(Exercise inputs Opens)
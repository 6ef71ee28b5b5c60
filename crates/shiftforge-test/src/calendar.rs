//! Date and horizon fixtures.

use chrono::NaiveDate;
use shiftforge_core::Horizon;

/// Parses a `YYYY-MM-DD` literal.
///
/// # Panics
///
/// Panics on a malformed literal.
pub fn date(input: &str) -> NaiveDate {
    shiftforge_core::domain::parse_date(input).expect("fixture date literal")
}

/// Monday 2025-03-10 through Sunday 2025-03-16.
pub fn week_horizon() -> Horizon {
    horizon("2025-03-10", 7)
}

/// `days` consecutive days starting at `start`.
pub fn horizon(start: &str, days: u64) -> Horizon {
    let start = date(start);
    let end = start + chrono::Days::new(days.saturating_sub(1));
    Horizon::new(start, end).expect("fixture horizon")
}
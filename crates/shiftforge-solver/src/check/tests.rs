//! Tests for the invariant checker.

use chrono::Weekday;
use shiftforge_config::RestTransitions;
use shiftforge_core::{EmployeeFlags, SequenceRuleTable};
use shiftforge_test::roster::{early_supervisor, employee, supervisor};
use shiftforge_test::rules::no_early_repeat_rules;
use shiftforge_test::week_horizon;

use super::*;

const SIX: usize = 0;
const HALF_PAST_TWO: usize = 6;

/// Supervisor `a` always at 6:00 and `b` always at 14:30.
fn covered_week() -> Assignment {
    Assignment::from_fn(2, 7, 7, |e, _, k| (e == 0 && k == SIX) || (e == 1 && k == HALF_PAST_TWO))
}

fn permissive() -> SequenceRuleTable {
    shiftforge_test::rules::permissive_rules()
}

#[test]
fn test_valid_assignment_has_no_violations() {
    let employees = vec![supervisor("a", 56.0), supervisor("b", 56.0)];
    let horizon = week_horizon();
    let rules = permissive();
    let instance = PlanInstance::new(&employees, &horizon, &rules);

    let violations = verify(&instance, &ModelSettings::default(), &covered_week());
    assert!(violations.is_empty(), "{violations:?}");
}

#[test]
fn test_multiple_shifts_on_one_day() {
    let employees = vec![employee("a", 8.0)];
    let horizon = week_horizon();
    let rules = permissive();
    let instance = PlanInstance::new(&employees, &horizon, &rules);
    let settings = ModelSettings::default().with_coverage(Vec::new());

    let assignment = Assignment::from_fn(1, 7, 7, |_, d, k| d == 0 && (k == 0 || k == 1));
    let violations = verify(&instance, &settings, &assignment);
    assert!(violations
        .iter()
        .any(|v| matches!(v, Violation::MultipleShifts { count: 2, .. })));
}

#[test]
fn test_illegal_transition() {
    let employees = vec![supervisor("a", 56.0), supervisor("b", 56.0)];
    let horizon = week_horizon();
    let rules = no_early_repeat_rules();
    let instance = PlanInstance::new(&employees, &horizon, &rules);

    let violations = verify(&instance, &ModelSettings::default(), &covered_week());
    let illegal = violations
        .iter()
        .filter(|v| matches!(v, Violation::IllegalTransition { .. }))
        .count();
    assert_eq!(illegal, 6);
}

#[test]
fn test_role_rules_apply_only_to_role_holders() {
    let employees = vec![employee("a", 16.0), supervisor("b", 16.0)];
    let horizon = week_horizon();
    let late = Slot::from_hours(Some(14.5)).unwrap();
    let early = Slot::from_hours(Some(6.0)).unwrap();
    let rules = SequenceRuleTable::new().with_role("CvD", [SequenceRule::new(late, early)]);
    let instance = PlanInstance::new(&employees, &horizon, &rules);
    let settings = ModelSettings::default().with_coverage(Vec::new());

    // Both work 14:30 on Monday and 6:00 on Tuesday.
    let assignment = Assignment::from_fn(2, 7, 7, |_, d, k| {
        (d == 0 && k == HALF_PAST_TWO) || (d == 1 && k == SIX)
    });
    let violations = verify(&instance, &settings, &assignment);
    let illegal: Vec<&Violation> = violations
        .iter()
        .filter(|v| matches!(v, Violation::IllegalTransition { .. }))
        .collect();
    assert_eq!(illegal.len(), 1, "{violations:?}");
    assert!(matches!(
        illegal[0],
        Violation::IllegalTransition { employee, .. } if employee == "a"
    ));
}

#[test]
fn test_strict_rest_transitions_are_verified() {
    let employees = vec![employee("a", 8.0)];
    let horizon = week_horizon();
    let rules = permissive();
    let instance = PlanInstance::new(&employees, &horizon, &rules);
    let assignment = Assignment::from_fn(1, 7, 7, |_, d, k| d == 0 && k == SIX);

    let count_illegal = |settings: &ModelSettings| {
        verify(&instance, settings, &assignment)
            .iter()
            .filter(|v| matches!(v, Violation::IllegalTransition { .. }))
            .count()
    };
    let uncovered = ModelSettings::default().with_coverage(Vec::new());
    assert_eq!(count_illegal(&uncovered), 0);

    // 6:00 into rest on Tuesday, then rest to rest for five days.
    let strict = uncovered.with_rest_transitions(RestTransitions::Strict);
    assert_eq!(count_illegal(&strict), 6);
}

#[test]
fn test_coverage_shortfall() {
    let employees = vec![supervisor("a", 56.0), supervisor("b", 56.0)];
    let horizon = week_horizon();
    let rules = permissive();
    let instance = PlanInstance::new(&employees, &horizon, &rules);

    let mut assignment = covered_week();
    assignment.set(1, 3, HALF_PAST_TWO, false);
    let violations = verify(&instance, &ModelSettings::default(), &assignment);

    assert!(violations.iter().any(|v| matches!(
        v,
        Violation::Coverage { expected: 1, actual: 0, day, .. } if *day == horizon.days()[3]
    )));
}

#[test]
fn test_hours_outside_bound() {
    let employees = vec![employee("a", 40.0)];
    let horizon = week_horizon();
    let rules = permissive();
    let instance = PlanInstance::new(&employees, &horizon, &rules);
    let settings = ModelSettings::default().with_coverage(Vec::new());

    let assignment = Assignment::from_fn(1, 7, 7, |_, d, k| d < 3 && k == 2);
    let violations = verify(&instance, &settings, &assignment);
    assert_eq!(
        violations,
        vec![Violation::Hours {
            employee: "a".to_string(),
            hours: 24.0,
            min: 36,
            max: 44,
        }]
    );
    assert_eq!(
        violations[0].to_string(),
        "employee a works 24.00h, outside [36, 44]"
    );
}

#[test]
fn test_unavailable_assignments() {
    let flags = EmployeeFlags::default().with_excluded_weekday(Weekday::Tue);
    let employees = vec![employee("a", 8.0).with_flags(flags), early_supervisor("b", 8.0)];
    let horizon = week_horizon();
    let rules = permissive();
    let instance = PlanInstance::new(&employees, &horizon, &rules);
    let settings = ModelSettings::default().with_coverage(Vec::new());

    // a works Tuesday, b works a 14:30 shift.
    let assignment = Assignment::from_fn(2, 7, 7, |e, d, k| {
        (e == 0 && d == 1 && k == 0) || (e == 1 && d == 0 && k == HALF_PAST_TWO)
    });
    let unavailable = verify(&instance, &settings, &assignment)
        .into_iter()
        .filter(|v| matches!(v, Violation::Unavailable { .. }))
        .count();
    assert_eq!(unavailable, 2);
}
//! Employees, role tags and availability flags.

use std::collections::{BTreeSet, HashSet};
use std::fmt;

use chrono::Weekday;
use serde::{Deserialize, Serialize};

use crate::error::ValidationError;

/// A case-insensitive role tag such as `cvd` or `sport`.
///
/// Tags are trimmed and lowercased on construction, so `"CvD"` and `"cvd"`
/// name the same role.
///
/// # Examples
///
/// ```
/// use shiftforge_core::RoleTag;
///
/// assert_eq!(RoleTag::new(" CvD "), RoleTag::new("cvd"));
/// assert_eq!(RoleTag::new("CVD").as_str(), "cvd");
/// ```
#[derive(Debug, Clone, PartialEq, Eq, PartialOrd, Ord, Hash, Serialize, Deserialize)]
#[serde(from = "String", into = "String")]
pub struct RoleTag(String);

impl RoleTag {
    pub fn new(tag: impl AsRef<str>) -> Self {
        Self(tag.as_ref().trim().to_lowercase())
    }

    pub fn as_str(&self) -> &str {
        &self.0
    }

    pub fn is_empty(&self) -> bool {
        self.0.is_empty()
    }
}

impl From<String> for RoleTag {
    fn from(tag: String) -> Self {
        Self::new(tag)
    }
}

impl From<&str> for RoleTag {
    fn from(tag: &str) -> Self {
        Self::new(tag)
    }
}

impl From<RoleTag> for String {
    fn from(tag: RoleTag) -> Self {
        tag.0
    }
}

impl fmt::Display for RoleTag {
    fn fmt(&self, f: &mut fmt::Formatter<'_>) -> fmt::Result {
        f.write_str(&self.0)
    }
}

/// Ordered, deduplicated set of role tags held by one employee.
#[derive(Debug, Clone, Default, PartialEq, Eq, Serialize, Deserialize)]
#[serde(from = "Vec<RoleTag>", into = "Vec<RoleTag>")]
pub struct RoleSet(BTreeSet<RoleTag>);

impl RoleSet {
    pub fn new() -> Self {
        Self::default()
    }

    /// Inserts a tag. Empty tags are ignored.
    pub fn insert(&mut self, tag: RoleTag) -> bool {
        if tag.is_empty() {
            return false;
        }
        self.0.insert(tag)
    }

    pub fn contains(&self, tag: &RoleTag) -> bool {
        self.0.contains(tag)
    }

    pub fn iter(&self) -> impl Iterator<Item = &RoleTag> {
        self.0.iter()
    }

    pub fn len(&self) -> usize {
        self.0.len()
    }

    pub fn is_empty(&self) -> bool {
        self.0.is_empty()
    }
}

impl FromIterator<RoleTag> for RoleSet {
    fn from_iter<I: IntoIterator<Item = RoleTag>>(iter: I) -> Self {
        let mut set = RoleSet::new();
        for tag in iter {
            set.insert(tag);
        }
        set
    }
}

impl From<Vec<RoleTag>> for RoleSet {
    fn from(tags: Vec<RoleTag>) -> Self {
        tags.into_iter().collect()
    }
}

impl From<RoleSet> for Vec<RoleTag> {
    fn from(set: RoleSet) -> Self {
        set.0.into_iter().collect()
    }
}

/// Optional per-employee availability flags.
///
/// Unknown flags in an employee record are ignored; absent flags fall back
/// to "no restriction".
#[derive(Debug, Clone, Default, PartialEq, Eq, Serialize, Deserialize)]
#[serde(rename_all = "camelCase", default)]
pub struct EmployeeFlags {
    /// Only shifts starting before the configured early-shift cutoff.
    pub early_only: bool,

    /// Weekdays on which the employee never works (e.g. "never Mondays").
    pub excluded_weekdays: Vec<Weekday>,
}

impl EmployeeFlags {
    pub fn early_only() -> Self {
        Self {
            early_only: true,
            ..Self::default()
        }
    }

    pub fn with_excluded_weekday(mut self, weekday: Weekday) -> Self {
        if !self.excluded_weekdays.contains(&weekday) {
            self.excluded_weekdays.push(weekday);
        }
        self
    }

    /// Returns the union of these flags and `defaults`.
    pub fn merged_with(&self, defaults: &EmployeeFlags) -> EmployeeFlags {
        let mut merged = self.clone();
        merged.early_only |= defaults.early_only;
        for weekday in &defaults.excluded_weekdays {
            if !merged.excluded_weekdays.contains(weekday) {
                merged.excluded_weekdays.push(*weekday);
            }
        }
        merged
    }

    pub fn works_on(&self, weekday: Weekday) -> bool {
        !self.excluded_weekdays.contains(&weekday)
    }
}

/// An employee that can be assigned to shifts.
///
/// Immutable for the duration of one planning run. Deserializes from the
/// external record schema
/// `{id, surname, givenName, role, roles, weeklyHours, flags}`.
#[derive(Debug, Clone, PartialEq, Serialize, Deserialize)]
#[serde(rename_all = "camelCase")]
pub struct Employee {
    pub id: String,
    #[serde(default)]
    pub surname: String,
    #[serde(default)]
    pub given_name: String,
    /// Department tag; also counts as a role.
    #[serde(default, rename = "role")]
    pub department: String,
    #[serde(default)]
    pub roles: RoleSet,
    #[serde(default)]
    pub weekly_hours: f64,
    #[serde(default)]
    pub flags: EmployeeFlags,
}

impl Employee {
    pub fn new(id: impl Into<String>, weekly_hours: f64) -> Self {
        Self {
            id: id.into(),
            surname: String::new(),
            given_name: String::new(),
            department: String::new(),
            roles: RoleSet::new(),
            weekly_hours,
            flags: EmployeeFlags::default(),
        }
    }

    pub fn with_name(mut self, surname: impl Into<String>, given_name: impl Into<String>) -> Self {
        self.surname = surname.into();
        self.given_name = given_name.into();
        self
    }

    pub fn with_department(mut self, department: impl Into<String>) -> Self {
        self.department = department.into();
        self
    }

    pub fn with_role(mut self, role: impl Into<RoleTag>) -> Self {
        self.roles.insert(role.into());
        self
    }

    pub fn with_flags(mut self, flags: EmployeeFlags) -> Self {
        self.flags = flags;
        self
    }

    /// Returns every role this employee holds, including the department tag.
    pub fn role_set(&self) -> RoleSet {
        let mut set = self.roles.clone();
        set.insert(RoleTag::new(&self.department));
        set
    }

    pub fn has_role(&self, role: &RoleTag) -> bool {
        self.roles.contains(role) || RoleTag::new(&self.department) == *role
    }

    /// Checks that the record is usable for planning.
    pub fn validate(&self) -> Result<(), ValidationError> {
        if self.id.trim().is_empty() {
            return Err(ValidationError::InvalidEmployee(
                "employee id must not be empty".to_string(),
            ));
        }
        if !self.weekly_hours.is_finite() || self.weekly_hours < 0.0 {
            return Err(ValidationError::InvalidEmployee(format!(
                "employee {} has invalid weekly hours {}",
                self.id, self.weekly_hours
            )));
        }
        Ok(())
    }
}

/// Validates every record and checks that ids are unique.
pub fn validate_roster(employees: &[Employee]) -> Result<(), ValidationError> {
    let mut seen = HashSet::with_capacity(employees.len());
    for employee in employees {
        employee.validate()?;
        if !seen.insert(employee.id.as_str()) {
            return Err(ValidationError::InvalidEmployee(format!(
                "duplicate employee id {}",
                employee.id
            )));
        }
    }
    Ok(())
}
(Exercise inputs Closes)
*What the task asks*: Repeat the entries above exactly, beginning at their first line and ending with the line that contains "always at 14:30.", with nothing added.

*Solution to the exercise*:
repository 6ef71ee28b5b5c60
filename crates/shiftforge-test/src/calendar.rs
//! Date and horizon fixtures.

use chrono::NaiveDate;
use shiftforge_core::Horizon;

/// Parses a `YYYY-MM-DD` literal.
///
/// # Panics
///
/// Panics on a malformed literal.
pub fn date(input: &str) -> NaiveDate {
    shiftforge_core::domain::parse_date(input).expect("fixture date literal")
}

/// Monday 2025-03-10 through Sunday 2025-03-16.
pub fn week_horizon() -> Horizon {
    horizon("2025-03-10", 7)
}

/// `days` consecutive days starting at `start`.
pub fn horizon(start: &str, days: u64) -> Horizon {
    let start = date(start);
    let end = start + chrono::Days::new(days.saturating_sub(1));
    Horizon::new(start, end).expect("fixture horizon")
}
filename crates/shiftforge-solver/src/check/tests.rs
//! Tests for the invariant checker.

use chrono::Weekday;
use shiftforge_config::RestTransitions;
use shiftforge_core::{EmployeeFlags, SequenceRuleTable};
use shiftforge_test::roster::{early_supervisor, employee, supervisor};
use shiftforge_test::rules::no_early_repeat_rules;
use shiftforge_test::week_horizon;

use super::*;

const SIX: usize = 0;
const HALF_PAST_TWO: usize = 6;

/// Supervisor `a` always at 6:00 and `b` always at 14:30.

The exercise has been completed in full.